* Instructions to follow *
Restate, word for word, the lines from the opening line of the data through the line containing "use std::collections::HashMap;", both included, and nothing else.

* Source records *

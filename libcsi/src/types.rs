//! Core CSI types: volumes, capabilities, requests, and topology.
//!
//! These types form the data model shared by the CSI traits, transport layer,
//! and backend implementations.  They are all [`Serialize`]/[`Deserialize`] so
//! they can be transmitted over the plugin socket as JSON.

use serde::{Deserialize, Serialize};
use std::collections::HashMap;
use std::fmt;

// ---------------------------------------------------------------------------
// Volume identity
// ---------------------------------------------------------------------------

/// Opaque, unique identifier for a volume, assigned by the plugin.
#[derive(Debug, Clone, Serialize, Deserialize, PartialEq, Eq, Hash)]
pub struct VolumeId(pub String);

impl fmt::Display for VolumeId {
    fn fmt(&self, f: &mut fmt::Formatter<'_>) -> fmt::Result {
        f.write_str(&self.0)
    }
}

impl From<String> for VolumeId {
    fn from(s: String) -> Self {
        Self(s)
    }
}

impl From<&str> for VolumeId {
    fn from(s: &str) -> Self {
        Self(s.to_owned())
    }
}

// ---------------------------------------------------------------------------
// Access mode & capabilities
// ---------------------------------------------------------------------------

/// Describes how a volume may be accessed.
#[derive(Debug, Clone, Copy, Serialize, Deserialize, PartialEq, Eq, Hash)]
pub enum AccessMode {
    /// Single-node read-write.
    ReadWriteOnce,
    /// Multi-node read-only.
    ReadOnlyMany,
    /// Multi-node read-write.
    ReadWriteMany,
}

/// Describes the capabilities required from a volume.
#[derive(Debug, Clone, Serialize, Deserialize, PartialEq, Eq)]
pub struct VolumeCapability {
    /// Requested access mode.
    pub access_mode: AccessMode,
    /// Additional mount flags (e.g. `"noatime"`).
    #[serde(default)]
    pub mount_flags: Vec<String>,
    /// Filesystem type the volume is formatted with.
    #[serde(default = "default_fs_type")]
    pub fs_type: String,
}

/// Filesystem used when the storage class does not name one.
pub const DEFAULT_FS_TYPE: &str = "ext4";

fn default_fs_type() -> String {
    DEFAULT_FS_TYPE.to_owned()
}

impl Default for VolumeCapability {
    fn default() -> Self {
        Self {
            access_mode: AccessMode::ReadWriteOnce,
            mount_flags: Vec::new(),
            fs_type: default_fs_type(),
        }
    }
}

// ---------------------------------------------------------------------------
// Volume metadata
// ---------------------------------------------------------------------------

/// Full metadata for a provisioned volume, as reported by the plugin.
#[derive(Debug, Clone, Serialize, Deserialize, PartialEq, Eq)]
pub struct Volume {
    /// Unique volume identifier.
    pub volume_id: VolumeId,
    /// Provisioned capacity in bytes.  Zero means the plugin did not report
    /// a size.
    pub capacity_bytes: u64,
    /// User-supplied parameters from the storage class / request.
    #[serde(default)]
    pub parameters: HashMap<String, String>,
    /// Opaque context the plugin wants handed back on later operations.
    #[serde(default)]
    pub volume_context: HashMap<String, String>,
    /// Topology constraints (e.g. node affinity).
    #[serde(default)]
    pub accessible_topology: Vec<Topology>,
}

/// Topology constraint expressed as key-value segments.
#[derive(Debug, Clone, Default, Serialize, Deserialize, PartialEq, Eq)]
pub struct Topology {
    /// Topology segments, e.g. `{"node": "node-01"}`.
    #[serde(default)]
    pub segments: HashMap<String, String>,
}

// ---------------------------------------------------------------------------
// Requests
// ---------------------------------------------------------------------------

/// Request to create a new volume.
///
/// `name` is chosen by the caller and must be stable across retries: plugins
/// use it to recognise a repeated request and return the existing volume.
#[derive(Debug, Clone, Default, Serialize, Deserialize, PartialEq, Eq)]
pub struct CreateVolumeRequest {
    /// Caller-chosen name for the volume.
    pub name: String,
    /// Desired capacity in bytes.
    pub capacity_bytes: u64,
    /// Required capabilities.
    #[serde(default)]
    pub volume_capabilities: Vec<VolumeCapability>,
    /// Arbitrary parameters forwarded to the backend.
    #[serde(default)]
    pub parameters: HashMap<String, String>,
    /// Topologies the volume must be accessible from.
    #[serde(default)]
    pub accessibility_requirements: Vec<Topology>,
}

// ---------------------------------------------------------------------------
// Plugin info
// ---------------------------------------------------------------------------

/// Information about the CSI plugin.
#[derive(Debug, Clone, Serialize, Deserialize)]
pub struct PluginInfo {
    /// Plugin name, e.g. `"rk8s.memory.csi"`.
    pub name: String,
    /// Vendor-provided version string.
    pub vendor_version: String,
}

/// Capabilities advertised by the CSI plugin.
#[derive(Debug, Clone, Copy, Serialize, Deserialize, PartialEq, Eq)]
pub enum PluginCapability {
    /// Plugin provides a Controller service.
    ControllerService,
    /// Plugin supports volume topology constraints.
    VolumeAccessibilityConstraints,
}

#[cfg(test)]
mod tests {
    use super::*;

    #[test]
    fn volume_id_display() {
        let id = VolumeId("vol-abc".into());
        assert_eq!(id.to_string(), "vol-abc");
    }

    #[test]
    fn create_volume_request_default() {
        let req = CreateVolumeRequest::default();
        assert!(req.name.is_empty());
        assert_eq!(req.capacity_bytes, 0);
        assert!(req.accessibility_requirements.is_empty());
    }

    #[test]
    fn volume_capability_default() {
        let cap = VolumeCapability::default();
        assert_eq!(cap.access_mode, AccessMode::ReadWriteOnce);
        assert_eq!(cap.fs_type, DEFAULT_FS_TYPE);
    }

    #[test]
    fn capability_fs_type_defaults_when_missing() {
        let cap: VolumeCapability =
            serde_json::from_str(r#"{"access_mode":"ReadWriteMany"}"#).expect("deserialize");
        assert_eq!(cap.access_mode, AccessMode::ReadWriteMany);
        assert_eq!(cap.fs_type, "ext4");
        assert!(cap.mount_flags.is_empty());
    }
}
//! Unix-socket server that runs next to a storage plugin and dispatches
//! incoming CSI requests to the appropriate trait implementations.

use std::path::{Path, PathBuf};
use std::sync::Arc;

use tokio::io::{AsyncReadExt, AsyncWriteExt};
use tokio::net::{UnixListener, UnixStream};
use tracing::{debug, error, info, instrument, warn};

use super::MAX_MESSAGE_BYTES;
use crate::controller::CsiController;
use crate::error::CsiError;
use crate::identity::CsiIdentity;
use crate::message::CsiMessage;

/// A CSI server that accepts Unix-socket connections and dispatches
/// [`CsiMessage`] requests to a [`CsiIdentity`] + [`CsiController`]
/// implementation.
pub struct CsiServer<T> {
    listener: UnixListener,
    path: PathBuf,
    handler: Arc<T>,
}

impl<T> CsiServer<T>
where
    T: CsiIdentity + CsiController + 'static,
{
    /// Create a new server listening on the socket at `path`.
    ///
    /// A stale socket file left behind by a previous run is removed first.
    pub fn bind(path: impl Into<PathBuf>, handler: Arc<T>) -> Result<Self, CsiError> {
        let path = path.into();
        match std::fs::remove_file(&path) {
            Ok(()) => debug!(path = %path.display(), "removed stale CSI socket"),
            Err(e) if e.kind() == std::io::ErrorKind::NotFound => {}
            Err(e) => {
                return Err(CsiError::TransportError(format!(
                    "remove stale socket {}: {e}",
                    path.display()
                )));
            }
        }

        let listener = UnixListener::bind(&path).map_err(|e| {
            CsiError::TransportError(format!("bind {}: {e}", path.display()))
        })?;
        info!(path = %path.display(), "CSI server listening");
        Ok(Self {
            listener,
            path,
            handler,
        })
    }

    /// Accept connections in a loop until the listener fails.
    ///
    /// Each accepted connection is handled on its own Tokio task.
    pub async fn serve(&self) -> Result<(), CsiError> {
        loop {
            let (stream, _) = self.listener.accept().await.map_err(CsiError::transport)?;
            let handler = Arc::clone(&self.handler);
            tokio::spawn(async move {
                if let Err(e) = Self::handle_connection(stream, &handler).await {
                    error!(error = %e, "CSI connection handler error");
                }
            });
        }
    }

    /// Process a single connection: read request → dispatch → write response.
    #[instrument(skip_all)]
    async fn handle_connection(mut stream: UnixStream, handler: &T) -> Result<(), CsiError> {
        let mut buf = Vec::new();
        (&mut stream)
            .take(MAX_MESSAGE_BYTES)
            .read_to_end(&mut buf)
            .await
            .map_err(CsiError::transport)?;

        let response = match serde_json::from_slice::<CsiMessage>(&buf) {
            Ok(request) => {
                debug!(%request, "CSI request received");
                Self::dispatch(handler, request).await
            }
            Err(e) => CsiMessage::Error(CsiError::InvalidArgument(format!(
                "malformed request: {e}"
            ))),
        };

        let payload = serde_json::to_vec(&response).map_err(CsiError::internal)?;
        stream
            .write_all(&payload)
            .await
            .map_err(CsiError::transport)?;
        stream.shutdown().await.map_err(CsiError::transport)?;
        Ok(())
    }

    /// Map a [`CsiMessage`] request to the correct trait method call and
    /// wrap the result in a response [`CsiMessage`].
    async fn dispatch(handler: &T, request: CsiMessage) -> CsiMessage {
        match request {
            // --- Identity ---------------------------------------------------
            CsiMessage::Probe => match handler.probe().await {
                Ok(ok) => CsiMessage::ProbeResult(ok),
                Err(e) => CsiMessage::Error(e),
            },
            CsiMessage::GetPluginInfo => match handler.get_plugin_info().await {
                Ok(info) => CsiMessage::PluginInfoResponse(info),
                Err(e) => CsiMessage::Error(e),
            },
            CsiMessage::GetPluginCapabilities => match handler.get_plugin_capabilities().await {
                Ok(caps) => CsiMessage::PluginCapabilitiesResponse(caps),
                Err(e) => CsiMessage::Error(e),
            },

            // --- Controller -------------------------------------------------
            CsiMessage::CreateVolume(req) => match handler.create_volume(req).await {
                Ok(vol) => CsiMessage::VolumeCreated(vol),
                Err(e) => CsiMessage::Error(e),
            },
            CsiMessage::DeleteVolume(id) => match handler.delete_volume(&id).await {
                Ok(()) => CsiMessage::Ok,
                Err(e) => CsiMessage::Error(e),
            },

            // --- Response variants should never arrive as requests ----------
            other => {
                warn!(msg = %other, "unexpected message variant received as request");
                CsiMessage::Error(CsiError::InvalidArgument(format!(
                    "unexpected message: {other}"
                )))
            }
        }
    }

    /// Path of the listening socket.
    pub fn path(&self) -> &Path {
        &self.path
    }
}

impl<T> Drop for CsiServer<T> {
    fn drop(&mut self) {
        let _ = std::fs::remove_file(&self.path);
    }
}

* Solution to the exercise *
filename libcsi/src/types.rs
//! Core CSI types: volumes, capabilities, requests, and topology.
//!
//! These types form the data model shared by the CSI traits, transport layer,
//! and backend implementations.  They are all [`Serialize`]/[`Deserialize`] so
//! they can be transmitted over the plugin socket as JSON.

use serde::{Deserialize, Serialize};
use std::collections::HashMap;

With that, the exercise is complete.